Background information
- Born: April 4, 1957 New York City, New York, U.S.
- Died: May 14, 2017 (aged 60) Moulins-la-Marche, France
- Genres: Jazz
- Occupation(s): Musician, composer
- Instrument: Piano

= Tom McClung =

American jazz pianist and composer

Tom McClung (April 4, 1957 – May 14, 2017) was an American jazz pianist and composer.

==Career==
McClung released several jazz albums, both as a leader and as a sideman to other artists. He played and recorded with musicians such as Archie Shepp, Yusef Lateef, and Marion Brown. He spent years residing, performing, and recording music with other artists in Paris.

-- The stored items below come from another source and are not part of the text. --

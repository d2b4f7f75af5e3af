pub mod core;
pub mod bitmap;
pub mod index;
pub mod expr;
pub mod kernel;
pub mod ingest;
pub mod ops;
pub mod pipeline;
pub mod query;
pub mod memory;

/*
┌─────────────────────────────────────────────────────────────────────────────┐
│                         TORVANE ENGINE ARCHITECTURE                          │
└─────────────────────────────────────────────────────────────────────────────┘

┌──────────────────────────────── INGESTION ─────────────────────────────────┐
│                                                                             │
│   insert/update/remove ──► Delta ──► RingBuffer (SPSC, cache-padded)        │
│                                          │                                  │
│                              AdaptiveScheduler (256..4096, EWMA,            │
│                              10ms cadence, 0.8/0.4 hysteresis)              │
│                                          │                                  │
└──────────────────────────────────────────┼──────────────────────────────────┘
                                           ▼
┌──────────────────────────── OPERATOR GRAPH (IVM) ──────────────────────────┐
│                                                                             │
│   FilterOp ─► FusedOp ─► UnwindOp ─► GroupOp ─► SortOp/TopKOp ─► WindowOp   │
│      │           │           │          │             │                     │
│      │           │           │          │             └─ bounded stable     │
│      │           │           │          └─ refcounted accumulators          │
│      │           │           └─ synthetic child rids                        │
│      │           └─ vectorized match masks + shapes + window                │
│      └─ predicate insert/delete/update classification                       │
│                                                                             │
└─────────────────────────────────────────────────────────────────────────────┘
                                           │ materialize()
                                           ▼
┌──────────────────────────────── SUBSTRATE ─────────────────────────────────┐
│                                                                             │
│   Value/path model · LiveSet bitsets · RefCounted multisets · OsTree        │
│   Dimensions (value → row-ids) · ZoneMaps · BloomFilter · Trigram           │
│   Expression evaluator (scalar + column) · numeric/boolean kernels          │
│   MemoryPool (aligned chunks) · query planner (index-assisted scans)        │
│                                                                             │
└─────────────────────────────────────────────────────────────────────────────┘

Batch mode reuses the same operators: aggregate() builds a fresh graph,
feeds the store as one insert batch, and materializes.
*/
use std::collections::BTreeMap;

use crate::core::error::{Error, ErrorKind, Result};
use crate::core::types::{DeltaBatch, DeltaOp, Rid};
use crate::core::value::Document;
use crate::ops::Operator;
use crate::ops::filter::FilterOp;
use crate::ops::fused::FusedOp;
use crate::ops::group::GroupOp;
use crate::ops::project::{ProjectOp, Shape};
use crate::ops::sort::{SortOp, WindowOp};
use crate::ops::topk::TopKOp;
use crate::ops::unwind::UnwindOp;
use crate::pipeline::fuser::PlanNode;
use crate::pipeline::stage::Stage;

/// The installed pipeline as a chain of incremental operators, rooted at
/// the collection's delta feed. Each node owns its downstream state
/// exclusively; delta batches flow front to back.
#[derive(Debug)]
pub struct OperatorGraph {
    ops: Vec<Box<dyn Operator>>,
    // Mirror of the source inputs, the materialization base when no
    // state-bearing operator exists in the chain.
    mirror: BTreeMap<Rid, Document>,
}

impl OperatorGraph {
    pub fn build(plan: Vec<PlanNode>) -> Self {
        let ops: Vec<Box<dyn Operator>> = plan
            .into_iter()
            .map(|node| -> Box<dyn Operator> {
                match node {
                    PlanNode::Fused(steps) => Box::new(FusedOp::new(steps)),
                    PlanNode::TopK { spec, skip, limit } => {
                        Box::new(TopKOp::new(spec, skip, limit))
                    }
                    PlanNode::Sort { spec, skip, limit } => {
                        Box::new(SortOp::new(spec, skip, limit))
                    }
                    PlanNode::Stage(stage) => match stage {
                        Stage::Match(pred) => Box::new(FilterOp::new(pred)),
                        Stage::Project(projection) => {
                            Box::new(ProjectOp::new(Shape::Project(projection)))
                        }
                        Stage::AddFields(assignments) => {
                            Box::new(ProjectOp::new(Shape::AddFields(assignments)))
                        }
                        Stage::Unwind { path, preserve_null_and_empty } => {
                            Box::new(UnwindOp::new(path, preserve_null_and_empty))
                        }
                        Stage::Group { key, accumulators } => {
                            Box::new(GroupOp::new(key, accumulators))
                        }
                        Stage::Sort(spec) => Box::new(SortOp::new(spec, 0, None)),
                        Stage::Limit(k) => Box::new(WindowOp::limit(k)),
                        Stage::Skip(n) => Box::new(WindowOp::skip(n)),
                    },
                }
            })
            .collect();
        OperatorGraph { ops, mirror: BTreeMap::new() }
    }

    pub fn operator_count(&self) -> usize {
        self.ops.len()
    }

    /// Feed one batch through the whole chain.
    pub fn push(&mut self, batch: DeltaBatch) -> Result<()> {
        for delta in &batch.deltas {
            match delta.op {
                DeltaOp::Insert => {
                    let doc = delta.after.clone().ok_or_else(|| {
                        Error::new(ErrorKind::Internal, "insert without after image".to_string())
                    })?;
                    if self.mirror.insert(delta.rid, doc).is_some() {
                        return Err(Error::new(
                            ErrorKind::Internal,
                            format!("duplicate insert for rid {:?}", delta.rid),
                        ));
                    }
                }
                DeltaOp::Delete => {
                    if self.mirror.remove(&delta.rid).is_none() {
                        return Err(Error::new(
                            ErrorKind::Internal,
                            format!("delete for unknown rid {:?}", delta.rid),
                        ));
                    }
                }
                DeltaOp::Update => {
                    let doc = delta.after.clone().ok_or_else(|| {
                        Error::new(ErrorKind::Internal, "update without after image".to_string())
                    })?;
                    if self.mirror.insert(delta.rid, doc).is_none() {
                        return Err(Error::new(
                            ErrorKind::Internal,
                            format!("update for unknown rid {:?}", delta.rid),
                        ));
                    }
                }
            }
        }

        let mut current = batch;
        for op in self.ops.iter_mut() {
            if current.is_empty() {
                break;
            }
            current = op.push(current)?;
        }
        Ok(())
    }

    /// Current pipeline output without re-executing upstream stages: the
    /// deepest state-bearing operator supplies its snapshot and any
    /// pass-through stages after it replay per document.
    pub fn materialize(&self) -> Vec<Document> {
        let last_stateful = self.ops.iter().rposition(|op| op.snapshot().is_some());
        let (mut docs, start) = match last_stateful {
            Some(i) => (self.ops[i].snapshot().unwrap_or_default(), i + 1),
            None => (self.mirror.values().cloned().collect(), 0),
        };
        for op in &self.ops[start..] {
            docs = docs.iter().flat_map(|doc| op.transform(doc)).collect();
        }
        docs
    }

    pub fn reset(&mut self) {
        for op in self.ops.iter_mut() {
            op.reset();
        }
        self.mirror.clear();
    }
}

#[cfg(test)]
mod tests {
    use super::*;
    use crate::core::config::Config;
    use crate::core::types::{Delta, RowId};
    use crate::pipeline::fuser::fuse;
    use crate::pipeline::stage::classify;

    fn doc(json: &str) -> Document {
        Document::from_json(&serde_json::from_str(json).unwrap()).unwrap()
    }

    fn graph(pipeline: &str) -> OperatorGraph {
        let stages: Vec<serde_json::Value> = serde_json::from_str(pipeline).unwrap();
        let classified = classify(&stages).unwrap();
        OperatorGraph::build(fuse(classified, &Config::default()).unwrap())
    }

    fn rid(n: u64) -> Rid {
        Rid::source(RowId(n))
    }

    fn push_inserts(g: &mut OperatorGraph, docs: &[&str]) {
        let mut batch = DeltaBatch::new();
        for (i, json) in docs.iter().enumerate() {
            batch.push(Delta::insert(rid(i as u64), doc(json), i as u64));
        }
        g.push(batch).unwrap();
    }

    const D1: [&str; 3] = [r#"{"c": "a", "v": 10}"#, r#"{"c": "b", "v": 20}"#, r#"{"c": "a", "v": 30}"#];

    #[test]
    fn test_projection_passthrough() {
        let mut g = graph(r#"[{"$project": {"v": 1, "_id": 0}}]"#);
        push_inserts(&mut g, &D1);
        assert_eq!(
            g.materialize(),
            vec![doc(r#"{"v": 10}"#), doc(r#"{"v": 20}"#), doc(r#"{"v": 30}"#)]
        );
    }

    #[test]
    fn test_grouped_sum_with_incremental_delete() {
        let mut g = graph(r#"[{"$group": {"_id": "$c", "s": {"$sum": "$v"}}}]"#);
        push_inserts(&mut g, &D1);
        assert_eq!(
            g.materialize(),
            vec![doc(r#"{"_id": "a", "s": 40}"#), doc(r#"{"_id": "b", "s": 20}"#)]
        );

        let mut batch = DeltaBatch::new();
        batch.push(Delta::delete(rid(0), doc(D1[0]), 3));
        g.push(batch).unwrap();
        assert_eq!(
            g.materialize(),
            vec![doc(r#"{"_id": "a", "s": 30}"#), doc(r#"{"_id": "b", "s": 20}"#)]
        );
    }

    #[test]
    fn test_unwind_scenarios() {
        let data = [r#"{"a": [1, 2, 3]}"#, r#"{"a": []}"#, r#"{"a": null}"#];
        let mut g = graph(r#"[{"$unwind": "$a"}]"#);
        push_inserts(&mut g, &data);
        assert_eq!(
            g.materialize(),
            vec![doc(r#"{"a": 1}"#), doc(r#"{"a": 2}"#), doc(r#"{"a": 3}"#)]
        );

        let mut g = graph(r#"[{"$unwind": {"path": "$a", "preserveNullAndEmptyArrays": true}}]"#);
        push_inserts(&mut g, &data);
        assert_eq!(
            g.materialize(),
            vec![doc(r#"{"a": 1}"#), doc(r#"{"a": 2}"#), doc(r#"{"a": 3}"#), doc(r#"{}"#), doc(r#"{}"#)]
        );
    }

    #[test]
    fn test_topk_scenario() {
        let data = [r#"{"x": 5}"#, r#"{"x": 1}"#, r#"{"x": 9}"#, r#"{"x": 3}"#, r#"{"x": 7}"#];
        let mut g = graph(r#"[{"$sort": {"x": -1}}, {"$limit": 2}]"#);
        push_inserts(&mut g, &data);
        assert_eq!(g.materialize(), vec![doc(r#"{"x": 9}"#), doc(r#"{"x": 7}"#)]);
    }

    #[test]
    fn test_sort_then_match_keeps_order() {
        let mut g = graph(r#"[{"$sort": {"v": 1}}, {"$match": {"v": {"$gt": 10}}}]"#);
        push_inserts(&mut g, &D1);
        assert_eq!(g.materialize(), vec![doc(D1[1]), doc(D1[2])]);
    }

    #[test]
    fn test_match_group_chain_under_updates() {
        let mut g = graph(
            r#"[
                {"$match": {"v": {"$gte": 15}}},
                {"$group": {"_id": "$c", "n": {"$sum": 1}}}
            ]"#,
        );
        push_inserts(&mut g, &D1);
        assert_eq!(
            g.materialize(),
            vec![doc(r#"{"_id": "b", "n": 1}"#), doc(r#"{"_id": "a", "n": 1}"#)]
        );

        // Row 0 rises into the view and lands in group "a".
        let mut batch = DeltaBatch::new();
        batch.push(Delta::update(rid(0), doc(D1[0]), doc(r#"{"c": "a", "v": 99}"#), 4));
        g.push(batch).unwrap();
        assert_eq!(
            g.materialize(),
            vec![doc(r#"{"_id": "b", "n": 1}"#), doc(r#"{"_id": "a", "n": 2}"#)]
        );
    }

    #[test]
    fn test_insert_then_delete_restores_output() {
        let mut g = graph(r#"[{"$group": {"_id": "$c", "s": {"$sum": "$v"}}}]"#);
        push_inserts(&mut g, &D1);
        let before = g.materialize();

        let mut batch = DeltaBatch::new();
        batch.push(Delta::insert(rid(99), doc(r#"{"c": "z", "v": 1}"#), 10));
        g.push(batch).unwrap();
        assert_ne!(g.materialize(), before);

        let mut batch = DeltaBatch::new();
        batch.push(Delta::delete(rid(99), doc(r#"{"c": "z", "v": 1}"#), 11));
        g.push(batch).unwrap();
        assert_eq!(g.materialize(), before);
    }

    #[test]
    fn test_invariant_violation_surfaces() {
        let mut g = graph(r#"[{"$group": {"_id": "$c"}}]"#);
        push_inserts(&mut g, &[r#"{"c": 1}"#]);
        let mut batch = DeltaBatch::new();
        batch.push(Delta::delete(rid(7), doc(r#"{"c": 1}"#), 5));
        assert!(g.push(batch).is_err());
    }
}
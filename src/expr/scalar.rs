use std::collections::BTreeSet;

use chrono::Duration;

use crate::core::path;
use crate::core::value::{Document, Value};
use crate::expr::ast::{Expr, OpKind};
use crate::expr::datetime;

/// Scalar expression evaluation against one document. Runtime type
/// mismatches produce null rather than aborting; division and modulo by
/// zero produce null.
pub fn eval_scalar(expr: &Expr, doc: &Document, root: &Document) -> Value {
    let mut vars: Vec<(String, Value)> = Vec::new();
    eval(expr, doc, root, &mut vars)
}

fn eval(expr: &Expr, doc: &Document, root: &Document, vars: &mut Vec<(String, Value)>) -> Value {
    match expr {
        Expr::Literal(v) => v.clone(),
        Expr::FieldPath(p) => path::resolve(doc, p).unwrap_or(Value::Null),
        Expr::Root => root.as_value(),
        Expr::Current => doc.as_value(),
        Expr::Variable(name) => vars
            .iter()
            .rev()
            .find(|(n, _)| n == name)
            .map(|(_, v)| v.clone())
            .unwrap_or(Value::Null),
        Expr::ArrayShape(items) => {
            Value::Array(items.iter().map(|e| eval(e, doc, root, vars)).collect())
        }
        Expr::ObjectShape(fields) => {
            let mut out = Document::new();
            for (name, e) in fields {
                out.set(name, eval(e, doc, root, vars));
            }
            out.into_value()
        }
        Expr::Filter { input, var, cond } => {
            let Value::Array(items) = eval(input, doc, root, vars) else {
                return Value::Null;
            };
            let mut out = Vec::new();
            for item in items {
                vars.push((var.clone(), item.clone()));
                let keep = eval(cond, doc, root, vars).is_truthy();
                vars.pop();
                if keep {
                    out.push(item);
                }
            }
            Value::Array(out)
        }
        Expr::Map { input, var, body } => {
            let Value::Array(items) = eval(input, doc, root, vars) else {
                return Value::Null;
            };
            let mut out = Vec::with_capacity(items.len());
            for item in items {
                vars.push((var.clone(), item));
                out.push(eval(body, doc, root, vars));
                vars.pop();
            }
            Value::Array(out)
        }
        Expr::Switch { branches, default } => {
            for (case, then) in branches {
                if eval(case, doc, root, vars).is_truthy() {
                    return eval(then, doc, root, vars);
                }
            }
            match default {
                Some(d) => eval(d, doc, root, vars),
                None => Value::Null,
            }
        }
        Expr::Op(kind, args) => {
            let values: Vec<Value> = args.iter().map(|a| eval(a, doc, root, vars)).collect();
            eval_op(*kind, &values)
        }
    }
}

Beginning in 1996, he toured and recorded internationally as a member of the Archie Shepp quartet. Their recording, Gemini, features two McClung originals and a guest appearance by rapper Chuck D of Public Enemy. McClung's solo piano recording Declassified (Blang Music, 2007) features arrangements and re-interpretations of classical composers. In 2008 he composed and performed the music for the film D'un mur l'autre - de Berlin à Ceuta by Patric Jean.

==Death==
McClung died of cancer in Moulins-la-Marche, France, at the age of 60.

==Selected discography==
===As leader===
- Burning Bright (2015) Matyas Zsandai, double bass Mourad Benhammou, drums
- This Is You (2010) duo with saxophonist Jean Jacques Elangué
- Declassified (2007) solo piano
- Double Helix (1997) duo with pianist Andy Jaffe
- The Telling (1996) trio with Nat Reeves and Stephen McCraven
- Locolypso (1991) quintet

===As sideman===
- Archie Shepp Quartet - Gemini (2007)
- Fredrika Stahl - A Fraction of You (2006)
- Archie Shepp Quartet - Kindred Spirits (2006)
- Stephen McCraven - Black Studies (2004)
- Yusef Lateef - Earth and Sky (1997)
- Yusef Lateef - Full Circle (1996)
- Stephen McCraven - Bosco (1996)
- Stephen McCraven - Song of the Forest Boogaraboo (1994)
- Dar Williams - The Honesty Room (1993)
- Yusef Lateef - Plays Ballads (1992)
- Yusef Lateef - The Tenors of Yusef Lateef and Archie Shepp (1992)
- Marion Brown - Offering (1992)
- Marion Brown - Offering II, Mirante do Vale (1992)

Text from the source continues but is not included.